The researchers tried to account for this dust in making their calculations, but soon after their March announcement, other scientists pointed out that the team may have misread a map that showed the amount of dust present in different regions of the sky. That could have misled them into thinking less dust was present than there actually is — so the polarization they found, rather than being caused by gravitational waves, may have simply been due to extra dust in the galaxy.

When they formally published their findings in June, they admitted this was a possibility. And in September, a paper by researchers using data on dust from the European Space Agency's Planck satellite made this idea seem more likely — they found that the portion of the sky observed to make the discovery contained more dust than originally assumed.

dust map

The dust map published in September. The BICEP2 telescope looked at the area surrounded by the black box at right, which shows higher levels of dust than previously assumed. (Planck Collaboration)

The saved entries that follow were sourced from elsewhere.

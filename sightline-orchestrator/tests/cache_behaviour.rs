//! Cache faults, eviction and expiry as seen through `identify`.

use std::sync::Arc;
use std::time::Duration;

use sightline_cache::{FingerprintCache, ResultCache};
use sightline_core::{CacheConfig, SightlineConfig};
use sightline_orchestrator::{OrchestratorBuilder, RecognitionOrchestrator};
use sightline_test_utils::fixtures::*;
use sightline_test_utils::{
    EnrichmentPayload, EntityId, FaultyBackend, IdentificationResult, ImageFingerprint,
    ScriptedClassifier, ScriptedDataSource,
};
use tokio::sync::watch;

type FaultyFingerprints = FaultyBackend<ImageFingerprint, IdentificationResult>;
type FaultyResults = FaultyBackend<EntityId, EnrichmentPayload>;

fn builder(
    classifier: &Arc<ScriptedClassifier>,
    source: &Arc<ScriptedDataSource>,
) -> OrchestratorBuilder {
    RecognitionOrchestrator::builder(classifier.clone(), source.clone())
}

#[tokio::test]
async fn test_broken_fingerprint_cache_reads_as_miss() {
    let classifier = Arc::new(ScriptedClassifier::always(ranked(&[0.9])));
    let source = Arc::new(populated_source(3));
    let backend: Arc<FaultyFingerprints> = Arc::new(FaultyBackend::broken(64));
    let fingerprints = Arc::new(FingerprintCache::new(
        "fingerprint_cache",
        backend,
        Duration::from_secs(60),
    ));
    let orch = builder(&classifier, &source)
        .config(fast_config())
        .fingerprint_cache(Arc::clone(&fingerprints))
        .build()
        .unwrap();

    for _ in 0..2 {
        let result = orch.identify(&image("uncacheable")).await.unwrap();
        assert!(!result.served_from_cache);
        assert!(result.enriched_data.is_some());
    }

    assert_eq!(classifier.calls(), 2);
    // Enrichment still comes from the healthy result cache.
    assert_eq!(source.fetch_count(), 1);
    assert!(fingerprints.stats().await.faults >= 4);
}

#[tokio::test]
async fn test_broken_result_cache_still_enriches() {
    let classifier = Arc::new(ScriptedClassifier::always(ranked(&[0.9])));
    let source = Arc::new(populated_source(3));
    let backend: Arc<FaultyResults> = Arc::new(FaultyBackend::broken(64));
    let results = Arc::new(ResultCache::new("result_cache", backend, Duration::from_secs(60)));
    let orch = builder(&classifier, &source)
        .config(fast_config())
        .result_cache(results)
        .build()
        .unwrap();

    for tag in ["a", "b"] {
        let result = orch.identify(&image(tag)).await.unwrap();
        assert!(result.enriched_data.is_some());
    }
    assert_eq!(source.fetch_count(), 2);

    let report = orch.health().await;
    let check = report.check("result_cache").unwrap();
    assert!(check.metadata.as_ref().unwrap()["faults"].as_u64().unwrap() > 0);
}

#[tokio::test]
async fn test_recovered_backend_resumes_caching() {
    let classifier = Arc::new(ScriptedClassifier::always(ranked(&[0.9])));
    let source = Arc::new(populated_source(3));
    let backend: Arc<FaultyFingerprints> = Arc::new(FaultyBackend::broken(64));
    let fingerprints = Arc::new(FingerprintCache::new(
        "fingerprint_cache",
        backend.clone(),
        Duration::from_secs(60),
    ));
    let orch = builder(&classifier, &source)
        .config(fast_config())
        .fingerprint_cache(fingerprints)
        .build()
        .unwrap();

    orch.identify(&image("x")).await.unwrap();
    backend.set_failing(false);
    orch.identify(&image("x")).await.unwrap();
    let third = orch.identify(&image("x")).await.unwrap();

    assert!(third.served_from_cache);
    assert_eq!(classifier.calls(), 2);
}

#[tokio::test(start_paused = true)]
async fn test_fingerprint_entry_expires() {
    let classifier = Arc::new(ScriptedClassifier::always(ranked(&[0.9])));
    let source = Arc::new(populated_source(3));
    let config = SightlineConfig {
        fingerprint_cache: CacheConfig::new(100, Duration::from_secs(60)),
        ..SightlineConfig::default()
    };
    let orch = builder(&classifier, &source).config(config).build().unwrap();

    orch.identify(&image("ephemeral")).await.unwrap();
    tokio::time::sleep(Duration::from_secs(30)).await;
    assert!(orch.identify(&image("ephemeral")).await.unwrap().served_from_cache);

    tokio::time::sleep(Duration::from_secs(31)).await;
    let after = orch.identify(&image("ephemeral")).await.unwrap();
    assert!(!after.served_from_cache);
    assert_eq!(classifier.calls(), 2);
}

#[tokio::test]
async fn test_least_recently_used_image_evicted() {
    let classifier = Arc::new(ScriptedClassifier::always(ranked(&[0.9])));
    let source = Arc::new(populated_source(3));
    let config = SightlineConfig {
        fingerprint_cache: CacheConfig::new(2, Duration::from_secs(3600)),
        ..fast_config()
    };
    let orch = builder(&classifier, &source).config(config).build().unwrap();

    orch.identify(&image("a")).await.unwrap();
    orch.identify(&image("b")).await.unwrap();
    // Touch "a" so "b" is the eviction candidate.
    assert!(orch.identify(&image("a")).await.unwrap().served_from_cache);
    orch.identify(&image("c")).await.unwrap();

    assert!(orch.identify(&image("a")).await.unwrap().served_from_cache);
    assert!(!orch.identify(&image("b")).await.unwrap().served_from_cache);
    assert_eq!(classifier.calls(), 4);
    assert!(orch.fingerprint_cache().stats().await.evictions >= 1);
}

#[tokio::test]
async fn test_full_fingerprint_cache_keeps_every_image() {
    let classifier = Arc::new(ScriptedClassifier::always(ranked(&[0.9])));
    let source = Arc::new(populated_source(3));
    let config = SightlineConfig {
        fingerprint_cache: CacheConfig::new(32, Duration::from_secs(3600)),
        ..fast_config()
    };
    let orch = builder(&classifier, &source).config(config).build().unwrap();

    for i in 0..32 {
        orch.identify(&image(&format!("img-{}", i))).await.unwrap();
    }
    for i in 0..32 {
        let again = orch.identify(&image(&format!("img-{}", i))).await.unwrap();
        assert!(again.served_from_cache, "img-{} was evicted", i);
    }

    assert_eq!(classifier.calls(), 32);
    assert_eq!(orch.fingerprint_cache().stats().await.evictions, 0);
}

#[tokio::test(start_paused = true)]
async fn test_sweepers_remove_expired_entries() {
    let classifier = Arc::new(ScriptedClassifier::always(ranked(&[0.9])));
    let source = Arc::new(populated_source(3));
    let cache = CacheConfig::new(100, Duration::from_secs(5))
        .with_sweep_interval(Duration::from_secs(10));
    let config = SightlineConfig {
        fingerprint_cache: cache.clone(),
        result_cache: cache,
        ..SightlineConfig::default()
    };
    let orch = builder(&classifier, &source).config(config).build().unwrap();

    let (shutdown_tx, shutdown_rx) = watch::channel(false);
    let sweepers = orch.spawn_cache_sweepers(shutdown_rx);

    orch.identify(&image("swept")).await.unwrap();
    assert_eq!(orch.fingerprint_cache().len().await, 1);
    assert_eq!(orch.result_cache().len().await, 1);

    tokio::time::sleep(Duration::from_secs(15)).await;
    assert_eq!(orch.fingerprint_cache().len().await, 0);
    assert_eq!(orch.result_cache().len().await, 0);

    shutdown_tx.send(true).unwrap();
    for sweeper in sweepers {
        let metrics = sweeper.await.unwrap().snapshot();
        assert_eq!(metrics.entries_expired, 1);
    }
}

Today, ESA announced that a new paper co-authored by the two groups — the BICEP2 and Planck teams — found that when they reconciled all their data, it became impossible to say that the polarization came from gravitational waves, rather than dust.

The bottom line: we still don't have any evidence for cosmic inflation.

What happens next

This finding does not does not disprove the existence of gravitational waves or the broader cosmic inflation theory — any more than digging into the ground and not finding any dinosaur fossils would mean that dinosaurs never existed.

Instead, it spurs scientists to keep looking. And one positive aspect of the Planck data published in September it pointed out areas of the sky with lower levels of dust.

Scientists operating the next-generation, more sensitive BICEP3 telescope — to be deployed next to BICEP2 in the coming months — will likely concentrate on this area of the sky in searching for evidence of gravitational waves, and the lower dust levels there could make it possible to find it.


Update: This post has been edited to reflect ESA's official announcement.